Selenmangel kann Schilddrüsenerkrankungen und andere Gesundheitsprobleme verursachen

Immer mehr Menschen sind nicht in der Lage, genügend T4 in das aktive T3 umzuwandeln. Dies ist ein entscheidender Faktor für die zunehmende Häufigkeit von Hypothyreose (Schilddrüsenunterfunktion), einer Erkrankung, die deutlich häufiger Frauen betrifft und mit zunehmendem Alter auftritt.
Die Hashimoto-Thyreoiditis – die häufigste Ursache für Hypothyreose – entwickelt sich oft schleichend und kann sogar mit einer vorübergehenden Schilddrüsenüberfunktion beginnen. Hashimoto ist ebenso wie Morbus Basedow (Graves’ Disease), der eine Überfunktion der Schilddrüse verursacht, eine Autoimmunerkrankung.
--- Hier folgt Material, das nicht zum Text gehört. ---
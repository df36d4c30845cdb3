//! Async TCP server using Tokio.
//!
//! Accepts connections, frames HTTP/1.1 requests out of the byte stream, and
//! hands each one to the [`Router`]. Connections are persistent unless the
//! client asks otherwise.

use std::future::Future;
use std::net::SocketAddr;
use std::sync::Arc;

use bytes::{Bytes, BytesMut};
use thiserror::Error;
use tokio::io::{AsyncReadExt, AsyncWriteExt};
use tokio::net::{TcpListener, TcpStream};
use tracing::{debug, error, info, warn};

use crate::http::{Request, RequestError, Response, StatusCode};
use crate::router::Router;

#[derive(Debug, Error)]
pub enum ServerError {
    #[error("I/O error: {0}")]
    Io(#[from] std::io::Error),

    #[error("failed to bind to {addr}: {source}")]
    Bind {
        addr: String,
        #[source]
        source: std::io::Error,
    },
}

/// Largest request (head plus body) we will buffer (8 MiB).
const MAX_REQUEST_SIZE: usize = 8 * 1024 * 1024;

const INITIAL_BUF_SIZE: usize = 4096;

/// The relay's HTTP/1.1 listener.
///
/// # Examples
///
/// ```rust,no_run
/// use std::sync::Arc;
/// use deskrelay::{app, config::{Config, Settings}, server::Server};
///
/// #[tokio::main]
/// async fn main() -> Result<(), Box<dyn std::error::Error>> {
///     let config = Config::load("config.json")?;
///     let state = Arc::new(app::AppState::new(&config, &Settings::default())?);
///     let server = Server::bind("127.0.0.1:8080").await?;
///     server.run(app::router(state)).await?;
///     Ok(())
/// }
/// ```
pub struct Server {
    listener: TcpListener,
    local_addr: SocketAddr,
}

impl Server {
    /// Binds to `addr` (for example `"0.0.0.0:8080"`; port `0` picks a free one).
    ///
    /// # Errors
    ///
    /// [`ServerError::Bind`] if the address cannot be bound.
    pub async fn bind(addr: impl AsRef<str>) -> Result<Self, ServerError> {
        let addr = addr.as_ref();
        let listener = TcpListener::bind(addr)
            .await
            .map_err(|e| ServerError::Bind {
                addr: addr.to_owned(),
                source: e,
            })?;
        let local_addr = listener.local_addr()?;
        Ok(Self {
            listener,
            local_addr,
        })
    }

    pub fn local_addr(&self) -> SocketAddr {
        self.local_addr
    }

    /// Serves `router` until the process is terminated.
    pub async fn run(self, router: Router) -> Result<(), ServerError> {
        self.run_until(router, std::future::pending()).await
    }

    /// Serves `router` until `shutdown` resolves.
    ///
    /// Stops accepting new connections once `shutdown` completes; connections
    /// already in flight finish on their own tasks.
    pub async fn run_until<S>(self, router: Router, shutdown: S) -> Result<(), ServerError>
    where
        S: Future<Output = ()>,
    {
        let router = Arc::new(router);
        info!(address = %self.local_addr, "deskrelay listening");

        tokio::pin!(shutdown);
        loop {
            let (stream, peer_addr) = tokio::select! {
                () = &mut shutdown => {
                    info!("shutdown requested, no longer accepting connections");
                    return Ok(());
                }
                accepted = self.listener.accept() => match accepted {
                    Ok(pair) => pair,
                    Err(e) => {
                        error!(error = %e, "failed to accept connection");
                        continue;
                    }
                },
            };

            debug!(peer = %peer_addr, "connection accepted");
            let router = Arc::clone(&router);

            tokio::spawn(async move {
                if let Err(e) = handle_connection(stream, peer_addr, router).await {
                    warn!(peer = %peer_addr, error = %e, "connection closed with error");
                }
            });
        }
    }
}

/// Serves one connection, one request per loop iteration, until the peer
/// closes it or either side asks for `Connection: close`.
async fn handle_connection(
    mut stream: TcpStream,
    peer_addr: SocketAddr,
    router: Arc<Router>,
) -> Result<(), std::io::Error> {
    let mut buf = BytesMut::with_capacity(INITIAL_BUF_SIZE);
    let mut continue_sent = false;

    loop {
        // A previous iteration may have left a complete pipelined request behind.
        let (mut request, body, total) = match frame(&buf) {
            Frame::Ready {
                request,
                body,
                total,
            } => (request, body, total),
            Frame::Reject(response) => {
                return reject(&mut stream, peer_addr, response).await;
            }
            pending => {
                let wants_continue = matches!(pending, Frame::AwaitBody { expect_continue: true });
                if wants_continue && !continue_sent {
                    stream.write_all(CONTINUE).await?;
                    stream.flush().await?;
                    continue_sent = true;
                }
                if stream.read_buf(&mut buf).await? == 0 {
                    debug!(peer = %peer_addr, "connection closed by peer");
                    return Ok(());
                }
                if buf.len() > MAX_REQUEST_SIZE {
                    return reject(&mut stream, peer_addr, too_large()).await;
                }
                continue;
            }
        };
        continue_sent = false;

        let raw = buf.split_to(total).freeze();
        request.set_body(match body {
            Body::Span { start, end } => raw.slice(start..end),
            Body::Decoded(bytes) => bytes,
        });
        let keep_alive = request.is_keep_alive();

        debug!(
            peer = %peer_addr,
            method = %request.method(),
            path = %request.path(),
            "dispatching request"
        );

        let response = router.route(request).await.keep_alive(keep_alive);
        stream.write_all(&response.into_bytes()).await?;
        stream.flush().await?;

        if !keep_alive {
            debug!(peer = %peer_addr, "Connection: close, shutting down");
            return Ok(());
        }
    }
}

const CONTINUE: &[u8] = b"HTTP/1.1 100 Continue\r\n\r\n";

enum Frame {
    /// A whole request is buffered; `total` bytes of the buffer belong to it.
    Ready {
        request: Request,
        body: Body,
        total: usize,
    },
    /// The head is parsed but the body has not fully arrived.
    AwaitBody { expect_continue: bool },
    /// The head itself is incomplete.
    NeedMore,
    /// The request can never be served; answer and drop the connection.
    Reject(Response),
}

enum Body {
    /// `Content-Length` body, taken from the buffer as is.
    Span { start: usize, end: usize },
    /// Chunked body, reassembled.
    Decoded(Bytes),
}

fn frame(buf: &[u8]) -> Frame {
    if buf.is_empty() {
        return Frame::NeedMore;
    }

    let (request, body_offset) = match Request::parse(buf) {
        Ok(pair) => pair,
        Err(RequestError::Incomplete) => return Frame::NeedMore,
        Err(e) => return Frame::Reject(bad_request(&e)),
    };

    let chunked = match request.is_chunked() {
        Ok(chunked) => chunked,
        Err(e @ RequestError::UnsupportedTransferEncoding { .. }) => {
            return Frame::Reject(Response::text(
                StatusCode::NotImplemented,
                format!("Not Implemented: {e}"),
            ));
        }
        Err(e) => return Frame::Reject(bad_request(&e)),
    };

    if chunked {
        return match decode_chunked(&buf[body_offset..]) {
            Ok(Some((body, used))) => Frame::Ready {
                request,
                body: Body::Decoded(body),
                total: body_offset + used,
            },
            Ok(None) => Frame::AwaitBody {
                expect_continue: request.expects_continue(),
            },
            Err(response) => Frame::Reject(response),
        };
    }

    let content_length = match request.content_length() {
        Ok(n) => n,
        Err(e) => return Frame::Reject(bad_request(&e)),
    };

    let total = body_offset.saturating_add(content_length);
    if total > MAX_REQUEST_SIZE {
        return Frame::Reject(too_large());
    }
    if buf.len() < total {
        return Frame::AwaitBody {
            expect_continue: request.expects_continue(),
        };
    }

    Frame::Ready {
        request,
        body: Body::Span {
            start: body_offset,
            end: total,
        },
        total,
    }
}

/// Reassembles a chunked body from `buf`, which starts right after the head.
///
/// Returns the body and the number of bytes consumed (trailers included), or
/// `None` while the terminating chunk has not arrived.
fn decode_chunked(buf: &[u8]) -> Result<Option<(Bytes, usize)>, Response> {
    let mut body = BytesMut::new();
    let mut pos = 0;

    loop {
        let (line_len, size) = match httparse::parse_chunk_size(&buf[pos..]) {
            Ok(httparse::Status::Complete(pair)) => pair,
            Ok(httparse::Status::Partial) => return Ok(None),
            Err(_) => return Err(bad_request(&RequestError::InvalidChunk)),
        };
        pos += line_len;

        let size = match usize::try_from(size) {
            Ok(n) if body.len().saturating_add(n) <= MAX_REQUEST_SIZE => n,
            _ => return Err(too_large()),
        };

        if size == 0 {
            // Trailer fields, if any, end with an empty line.
            loop {
                let Some(len) = buf[pos..].windows(2).position(|w| w == b"\r\n") else {
                    return Ok(None);
                };
                pos += len + 2;
                if len == 0 {
                    return Ok(Some((body.freeze(), pos)));
                }
            }
        }

        let end = pos + size;
        if buf.len() < end + 2 {
            return Ok(None);
        }
        if &buf[end..end + 2] != b"\r\n" {
            return Err(bad_request(&RequestError::InvalidChunk));
        }
        body.extend_from_slice(&buf[pos..end]);
        pos = end + 2;
    }
}

fn bad_request(e: &RequestError) -> Response {
    Response::text(StatusCode::BadRequest, format!("Bad Request: {e}"))
}

fn too_large() -> Response {
    Response::text(StatusCode::PayloadTooLarge, "Request entity too large")
}

async fn reject(
    stream: &mut TcpStream,
    peer_addr: SocketAddr,
    response: Response,
) -> Result<(), std::io::Error> {
    warn!(peer = %peer_addr, status = response.status().as_u16(), "rejecting request");
    stream
        .write_all(&response.keep_alive(false).into_bytes())
        .await?;
    stream.flush().await
}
Beide Krankheitsbilder sind durch chronische Entzündungen und oxidativen Stress gekennzeichnet, die verschiedene Teile der Schilddrüse schädigen können.
Laut dem Übersichtsartikel kann ein Selenmangel außerdem zu eingeschränkter Fruchtbarkeit bei Männern und Frauen, zu Wachstumsstörungen während der Schwangerschaft und zu einem erhöhten Fehlgeburtsrisiko führen. Auch die Anfälligkeit für Virusinfektionen und damit verbundene Komplikationen steigt. Mehrere Studien deuten zudem auf einen Zusammenhang zwischen Selenmangel und verschiedenen Krebsarten hin – darunter auch Schilddrüsenkrebs.
Ein schwerer Selenmangel (weniger als 10 Mikrogramm täglich) kann die sogenannte Keshan-Krankheit verursachen – eine potenziell tödlich verlaufende Herzerkrankung, ausgelöst durch ein ansonsten harmloses Virus (Coxsackie), das mutiert. Ebenso kann es zur Kashin-Beck-Krankheit kommen, die zu Gelenk- und Knochendeformitäten führt.
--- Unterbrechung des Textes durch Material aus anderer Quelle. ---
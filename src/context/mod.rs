//! Per-request context handed to middleware and handlers.

use std::sync::Arc;

use serde::de::DeserializeOwned;

use crate::app::AppState;
use crate::http::Request;

/// The request being served plus the state shared by every request.
pub struct Context {
    request: Request,
    state: Arc<AppState>,
}

impl Context {
    pub fn new(request: Request, state: Arc<AppState>) -> Self {
        Self { request, state }
    }

    pub fn request(&self) -> &Request {
        &self.request
    }

    pub fn state(&self) -> &AppState {
        &self.state
    }

    /// Decodes the request body as JSON.
    pub fn json<T: DeserializeOwned>(&self) -> Result<T, serde_json::Error> {
        self.request.json()
    }
}
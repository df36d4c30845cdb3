//! Drives the real server over TCP with both providers stubbed by wiremock.

use std::net::SocketAddr;
use std::sync::Arc;
use std::time::Duration;

use serde_json::{Value, json};
use tokio::io::{AsyncReadExt, AsyncWriteExt};
use tokio::net::TcpStream;
use tokio::sync::oneshot;
use wiremock::matchers::{header, method, path};
use wiremock::{Mock, MockServer, ResponseTemplate};

use deskrelay::app::{self, AppState};
use deskrelay::config::{Config, Settings};
use deskrelay::server::Server;

struct Relay {
    addr: SocketAddr,
    upstream: MockServer,
    dir: tempfile::TempDir,
    http: reqwest::Client,
    stop: Option<oneshot::Sender<()>>,
}

impl Relay {
    async fn start() -> Self {
        let upstream = MockServer::start().await;
        let dir = tempfile::tempdir().unwrap();
        let prompt_path = dir.path().join("classify_prompt.txt");
        std::fs::write(&prompt_path, "organize the icons").unwrap();

        let config = Config::from_json(
            &json!({
                "apiKey": "sk-chat",
                "model": "chat-model",
                "temperature": 0.2,
                "apiEndpoint": format!("{}/v1/chat/completions", upstream.uri()),
                "qianwenAPIKey": "sk-image",
                "qianwenEndpoint": format!("{}/api/v1/generation", upstream.uri())
            })
            .to_string(),
        )
        .unwrap();
        let settings = Settings {
            prompt_path,
            image_dir: dir.path().to_owned(),
            upstream_timeout: Duration::from_secs(5),
        };
        let state = Arc::new(AppState::new(&config, &settings).unwrap());

        let server = Server::bind("127.0.0.1:0").await.unwrap();
        let addr = server.local_addr();
        let (stop, stopped) = oneshot::channel::<()>();
        tokio::spawn(async move {
            server
                .run_until(app::router(state), async {
                    let _ = stopped.await;
                })
                .await
                .unwrap();
        });

        Self {
            addr,
            upstream,
            dir,
            http: reqwest::Client::new(),
            stop: Some(stop),
        }
    }

    fn url(&self, p: &str) -> String {
        format!("http://{}{}", self.addr, p)
    }

    async fn post(&self, body: Value) -> reqwest::Response {
        self.http
            .post(self.url("/process"))
            .json(&body)
            .send()
            .await
            .unwrap()
    }
}

impl Drop for Relay {
    fn drop(&mut self) {
        if let Some(stop) = self.stop.take() {
            let _ = stop.send(());
        }
    }
}

async fn chat_reply(upstream: &MockServer, content: &str) {
    Mock::given(method("POST"))
        .and(path("/v1/chat/completions"))
        .and(header("authorization", "Bearer sk-chat"))
        .respond_with(ResponseTemplate::new(200).set_body_json(json!({
            "choices": [{"message": {"role": "assistant", "content": content}}]
        })))
        .mount(upstream)
        .await;
}

#[tokio::test]
async fn chat_round_trip() {
    let relay = Relay::start().await;
    chat_reply(&relay.upstream, "hello from the model").await;

    let res = relay
        .post(json!({"input": "hi there", "type": 0, "prompt": "be nice"}))
        .await;

    assert_eq!(res.status().as_u16(), 200);
    assert_eq!(
        res.headers()["content-type"].to_str().unwrap(),
        "application/json"
    );
    let body: Value = res.json().await.unwrap();
    assert_eq!(body, json!({"output": "hello from the model"}));
}

#[tokio::test]
async fn organize_keyword_sends_prompt_file() {
    let relay = Relay::start().await;
    chat_reply(&relay.upstream, "[]").await;

    let res = relay
        .post(json!({"input": "帮我整理一下桌面", "type": 0, "softwareLayout": "6*10"}))
        .await;
    assert_eq!(res.status().as_u16(), 200);

    let sent: Vec<Value> = relay
        .upstream
        .received_requests()
        .await
        .unwrap()
        .iter()
        .map(|r| serde_json::from_slice(&r.body).unwrap())
        .collect();
    assert_eq!(sent.len(), 1);
    assert_eq!(sent[0]["messages"][1]["content"], "organize the icons");
}

#[tokio::test]
async fn wallpaper_keyword_generates_and_saves_image() {
    let relay = Relay::start().await;
    let image_url = format!("{}/oss/wallpaper.png", relay.upstream.uri());
    Mock::given(method("POST"))
        .and(path("/api/v1/generation"))
        .and(header("authorization", "Bearer sk-image"))
        .respond_with(ResponseTemplate::new(200).set_body_json(json!({
            "output": {
                "choices": [{"finish_reason": "stop",
                             "message": {"role": "assistant", "content": [{"image": image_url}]}}],
                "task_metric": {"TOTAL": 1, "SUCCEEDED": 1, "FAILED": 0}
            },
            "usage": {"width": 1920, "height": 1080, "image_count": 1},
            "request_id": "abc"
        })))
        .mount(&relay.upstream)
        .await;
    Mock::given(method("GET"))
        .and(path("/oss/wallpaper.png"))
        .respond_with(ResponseTemplate::new(200).set_body_bytes(b"\x89PNG".to_vec()))
        .mount(&relay.upstream)
        .await;

    let res = relay
        .post(json!({"input": "生成一张风景壁纸", "screenResolution": "1920*1080"}))
        .await;
    assert_eq!(res.status().as_u16(), 200);
    let body: Value = res.json().await.unwrap();
    assert_eq!(body["output"], image_url.as_str());

    let saved: Vec<_> = std::fs::read_dir(relay.dir.path())
        .unwrap()
        .filter_map(Result::ok)
        .map(|e| e.file_name().to_string_lossy().into_owned())
        .filter(|n| n.starts_with("generated_image_"))
        .collect();
    assert_eq!(saved.len(), 1);
    assert!(saved[0].ends_with(".png"));
}

#[tokio::test]
async fn upstream_failure_is_500_and_server_survives() {
    let relay = Relay::start().await;
    Mock::given(method("POST"))
        .and(path("/api/v1/generation"))
        .respond_with(ResponseTemplate::new(500).set_body_string("boom"))
        .mount(&relay.upstream)
        .await;

    let res = relay.post(json!({"input": "来张图片", "type": 2})).await;
    assert_eq!(res.status().as_u16(), 500);
    let text = res.text().await.unwrap();
    assert!(text.starts_with("Error generating image:"), "{text}");

    chat_reply(&relay.upstream, "alive").await;
    let res = relay.post(json!({"input": "ping"})).await;
    assert_eq!(res.status().as_u16(), 200);
}

#[tokio::test]
async fn get_is_405() {
    let relay = Relay::start().await;
    let res = relay.http.get(relay.url("/process")).send().await.unwrap();
    assert_eq!(res.status().as_u16(), 405);
    assert_eq!(res.headers()["allow"].to_str().unwrap(), "POST");
    assert_eq!(res.text().await.unwrap(), "Method not allowed");
}

#[tokio::test]
async fn unknown_path_is_404() {
    let relay = Relay::start().await;
    let res = relay
        .http
        .post(relay.url("/elsewhere"))
        .body("{}")
        .send()
        .await
        .unwrap();
    assert_eq!(res.status().as_u16(), 404);
}

#[tokio::test]
async fn malformed_json_is_400() {
    let relay = Relay::start().await;
    let res = relay
        .http
        .post(relay.url("/process"))
        .header("content-type", "application/json")
        .body("{\"input\": ")
        .send()
        .await
        .unwrap();
    assert_eq!(res.status().as_u16(), 400);
    assert!(
        res.text()
            .await
            .unwrap()
            .starts_with("Error parsing request:")
    );
    assert!(
        relay
            .upstream
            .received_requests()
            .await
            .unwrap()
            .is_empty()
    );
}

#[tokio::test]
async fn keep_alive_serves_several_requests() {
    let relay = Relay::start().await;
    chat_reply(&relay.upstream, "again").await;

    for _ in 0..3 {
        let res = relay.post(json!({"input": "hello"})).await;
        assert_eq!(res.status().as_u16(), 200);
        let body: Value = res.json().await.unwrap();
        assert_eq!(body["output"], "again");
    }
}

async fn read_until_blank_line(stream: &mut TcpStream) -> String {
    let mut head = Vec::new();
    while !head.ends_with(b"\r\n\r\n") {
        let mut byte = [0u8; 1];
        assert_eq!(stream.read(&mut byte).await.unwrap(), 1, "connection closed early");
        head.push(byte[0]);
    }
    String::from_utf8(head).unwrap()
}

#[tokio::test]
async fn chunked_request_body_is_accepted() {
    let relay = Relay::start().await;
    chat_reply(&relay.upstream, "chunks ok").await;

    let mut stream = TcpStream::connect(relay.addr).await.unwrap();
    stream
        .write_all(
            b"POST /process HTTP/1.1\r\nHost: relay\r\nTransfer-Encoding: chunked\r\n\
              Connection: close\r\n\r\n\
              7\r\n{\"input\r\na\r\n\":\"hello\"}\r\n0\r\n\r\n",
        )
        .await
        .unwrap();

    let mut raw = String::new();
    stream.read_to_string(&mut raw).await.unwrap();
    assert!(raw.starts_with("HTTP/1.1 200 OK\r\n"), "{raw}");
    assert!(raw.ends_with(r#"{"output":"chunks ok"}"#), "{raw}");
}

#[tokio::test]
async fn gzip_transfer_coding_is_501_and_closes() {
    let relay = Relay::start().await;

    let mut stream = TcpStream::connect(relay.addr).await.unwrap();
    stream
        .write_all(b"POST /process HTTP/1.1\r\nTransfer-Encoding: gzip\r\n\r\n")
        .await
        .unwrap();

    let mut raw = String::new();
    stream.read_to_string(&mut raw).await.unwrap();
    assert!(raw.starts_with("HTTP/1.1 501 Not Implemented\r\n"), "{raw}");
    assert!(raw.contains("Connection: close\r\n"));
}

#[tokio::test]
async fn expect_continue_gets_interim_response() {
    let relay = Relay::start().await;
    chat_reply(&relay.upstream, "continued").await;

    let body = br#"{"input":"hello"}"#;
    let head = format!(
        "POST /process HTTP/1.1\r\nHost: relay\r\nExpect: 100-continue\r\n\
         Content-Length: {}\r\nConnection: close\r\n\r\n",
        body.len()
    );

    let mut stream = TcpStream::connect(relay.addr).await.unwrap();
    stream.write_all(head.as_bytes()).await.unwrap();

    let interim = tokio::time::timeout(Duration::from_secs(2), read_until_blank_line(&mut stream))
        .await
        .expect("no 100 Continue before the body was sent");
    assert_eq!(interim, "HTTP/1.1 100 Continue\r\n\r\n");

    stream.write_all(body).await.unwrap();
    let mut raw = String::new();
    stream.read_to_string(&mut raw).await.unwrap();
    assert!(raw.starts_with("HTTP/1.1 200 OK\r\n"), "{raw}");
    assert!(raw.ends_with(r#"{"output":"continued"}"#), "{raw}");
}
Selenpräparate können Schilddrüsenerkrankungen vorbeugen und deren Behandlung unterstützen

Mehrere Studien haben gezeigt, dass die Einnahme von Selenpräparaten bei Patienten mit Hashimoto-Thyreoiditis vorteilhaft sein kann. Die meisten Studien verwendeten Dosen zwischen 100 und 200 Mikrogramm täglich über einen Zeitraum von bis zu zwölf Monaten. Studien weisen zudem darauf hin, dass Dosen über 100 Mikrogramm erforderlich sind, um eine optimale Aktivität der selenabhängigen antioxidativen Enzyme (GPX) zu gewährleisten.
Auch bei Morbus Basedow konnten durch die Gabe von Selen Verbesserungen der Symptome und der Lebensqualität festgestellt werden. Eine tägliche Einnahme von 200 Mikrogramm Selen zeigte zudem positive Effekte bei der sogenannten endokrinen Orbitopathie, einer möglichen Begleiterscheinung von Basedow, die im schlimmsten Fall zu hervortretenden Augen und Sehstörungen führt.
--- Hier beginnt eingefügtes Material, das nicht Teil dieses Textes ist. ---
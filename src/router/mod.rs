//! Request routing: map a method and exact path to a handler.
//!
//! Paths are compared after stripping a trailing slash, so `/process/` and
//! `/process` are the same route. A known path requested with the wrong method
//! gets `405 Method Not Allowed` and an `Allow` header; an unknown path gets
//! `404 Not Found`. Both still run through the middleware stack so they show
//! up in the request log.

use std::future::Future;
use std::pin::Pin;
use std::sync::Arc;

use crate::app::AppState;
use crate::context::Context;
use crate::http::{Method, Request, Response, StatusCode};
use crate::middleware::{Middleware, MiddlewareHandler, Next, from_middleware};

/// Type-erased async handler.
pub type Handler =
    Arc<dyn Fn(Context) -> Pin<Box<dyn Future<Output = Response> + Send>> + Send + Sync + 'static>;

/// Anything callable as `async fn(Context) -> Response`.
pub trait IntoHandler: Send + Sync + 'static {
    fn call(&self, ctx: Context) -> Pin<Box<dyn Future<Output = Response> + Send>>;
}

impl<T, F> IntoHandler for T
where
    T: Fn(Context) -> F + Send + Sync + 'static,
    F: Future<Output = Response> + Send + 'static,
{
    fn call(&self, ctx: Context) -> Pin<Box<dyn Future<Output = Response> + Send>> {
        Box::pin((self)(ctx))
    }
}

struct Route {
    method: Method,
    path: String,
    handler: Handler,
}

/// Dispatches requests to handlers, wrapping each in the middleware stack.
pub struct Router {
    routes: Vec<Route>,
    middlewares: Vec<MiddlewareHandler>,
    state: Arc<AppState>,
}

impl Router {
    pub fn new(state: Arc<AppState>) -> Self {
        Self {
            routes: Vec::new(),
            middlewares: Vec::new(),
            state,
        }
    }

    pub fn post(&mut self, path: &str, handler: impl IntoHandler) {
        self.add_route(Method::Post, path, handler);
    }

    /// Appends a middleware layer. Layers run in the order they were added.
    pub fn layer<M: Middleware + 'static>(&mut self, middleware: M) {
        self.middlewares.push(from_middleware(Arc::new(middleware)));
    }

    fn add_route(&mut self, method: Method, path: &str, handler: impl IntoHandler) {
        let handler: Handler = Arc::new(move |ctx: Context| handler.call(ctx));
        self.routes.push(Route {
            method,
            path: normalize(path).to_owned(),
            handler,
        });
    }

    pub fn len(&self) -> usize {
        self.routes.len()
    }

    pub fn is_empty(&self) -> bool {
        self.routes.is_empty()
    }

    /// Dispatches `request` and returns the response.
    ///
    /// The first route registered for the method and path wins.
    pub async fn route(&self, request: Request) -> Response {
        let endpoint = self.resolve(request.method(), request.path());

        let mut chain = self.middlewares.clone();
        chain.push(Arc::new(move |ctx: Context, _next: Next| endpoint(ctx)));

        let ctx = Context::new(request, Arc::clone(&self.state));
        Next::new(chain).run(ctx).await
    }

    fn resolve(&self, method: &Method, path: &str) -> Handler {
        let path = normalize(path);
        let mut allowed: Vec<&str> = Vec::new();

        for route in self.routes.iter().filter(|r| r.path == path) {
            if &route.method == method {
                return Arc::clone(&route.handler);
            }
            if !allowed.contains(&route.method.as_str()) {
                allowed.push(route.method.as_str());
            }
        }

        if allowed.is_empty() {
            fixed(|| Response::text(StatusCode::NotFound, "Not Found"))
        } else {
            let allow = allowed.join(", ");
            fixed(move || {
                Response::text(StatusCode::MethodNotAllowed, "Method not allowed")
                    .header("Allow", allow.clone())
            })
        }
    }
}

// A handler that ignores the request and always answers with `make()`.
fn fixed<F>(make: F) -> Handler
where
    F: Fn() -> Response + Send + Sync + 'static,
{
    Arc::new(move |_ctx: Context| -> Pin<Box<dyn Future<Output = Response> + Send>> {
        let response = make();
        Box::pin(async move { response })
    })
}

fn normalize(path: &str) -> &str {
    if path.len() > 1 {
        path.strip_suffix('/').unwrap_or(path)
    } else {
        path
    }
}
//! # deskrelay
//!
//! An HTTP relay for a desktop assistant. A single endpoint, `POST /process`,
//! takes a user request, decides by keyword whether it is small talk, a
//! request to organize the desktop, or a request for a new wallpaper, and
//! forwards it to a chat-completion provider or a text-to-image provider.
//! The result always comes back as `{"output": "..."}`.
//!
//! ## Quick Start
//!
//! ```rust,no_run
//! use std::sync::Arc;
//! use deskrelay::{app, config::{Config, Settings}, server::Server};
//!
//! #[tokio::main]
//! async fn main() -> Result<(), Box<dyn std::error::Error>> {
//!     let config = Config::load("config.json")?;
//!     let state = Arc::new(app::AppState::new(&config, &Settings::default())?);
//!     Server::bind("0.0.0.0:8080").await?.run(app::router(state)).await?;
//!     Ok(())
//! }
//! ```

// ── HTTP plumbing ─────────────────────────────────────────────────────────────
pub mod context;
pub mod http;
pub mod middleware;
pub mod router;
pub mod server;

// ── Relay ─────────────────────────────────────────────────────────────────────
pub mod app;
pub mod config;
pub mod intent;
pub mod payload;
pub mod provider;

// ── Convenience re-exports ────────────────────────────────────────────────────
pub use config::{Config, Settings};
pub use http::{Headers, Method, Request, Response, StatusCode};
pub use intent::{Intent, classify};
pub use router::Router;
pub use server::{Server, ServerError};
Selenquellen, empfohlene Tagesdosen und Nahrungsergänzung

Selen ist in Fisch, Schalentieren, Innereien, Fleisch und Eiern enthalten. Auch Getreide, Kreuzblütler (wie Brokkoli, Kohl) und andere pflanzliche Lebensmittel liefern Selen – allerdings hängt der Gehalt stark von der Selenkonzentration im Boden ab, auf dem die Pflanzen wachsen. Paranüsse gelten als besonders selenreich. Dennoch liegt die durchschnittliche Selenzufuhr in Europa bei nur 20–35 Mikrogramm täglich – deutlich zu wenig.
In Dänemark liegt die offizielle empfohlene Tageszufuhr bei 55 Mikrogramm. Die neuen nordischen Ernährungsempfehlungen (Nordic Nutrition Recommendations) empfehlen jedoch höhere Werte: 75 Mikrogramm täglich für Frauen und 90 Mikrogramm für Männer.
Aktuelle Forschungsergebnisse deuten darauf hin, dass 100–200 Mikrogramm Selen täglich notwendig sein könnten, um die Schilddrüsenfunktion zu unterstützen, Krebserkrankungen vorzubeugen und andere selenabhängige Funktionen zu sichern. Bei der Auswahl von Nahrungsergänzungsmitteln wird empfohlen, Selenhefe zu verwenden, da diese eine Vielzahl organischer Selenverbindungen enthält.
Da eine übermäßige Selenzufuhr ebenfalls gesundheitsschädlich sein kann, hat die Europäische Behörde für Lebensmittelsicherheit (EFSA) einen oberen sicheren Grenzwert von 300 Mikrogramm pro Tag festgelegt.

Quellen:

Luciana Sant’Ana Leone de Souza et al. Selenium nutritional status and thyroid function. Archives of Endocrinology and Metabolism, Februar 2025.

Selenium-Rich Foods Can Support Thyroid Health: Nutritionist, 2025.

Panida Potita et al. Selenium supplementation in inactive moderate to severe Graves’ orbitopathy patients: a randomized controlled trial. Orbit, 2024.

Fei Wang et al. Selenium and thyroid diseases. Frontiers in Nutrition, 2023.

Nordic Council of Ministers. Nordic Nutrition Recommendations, 2023.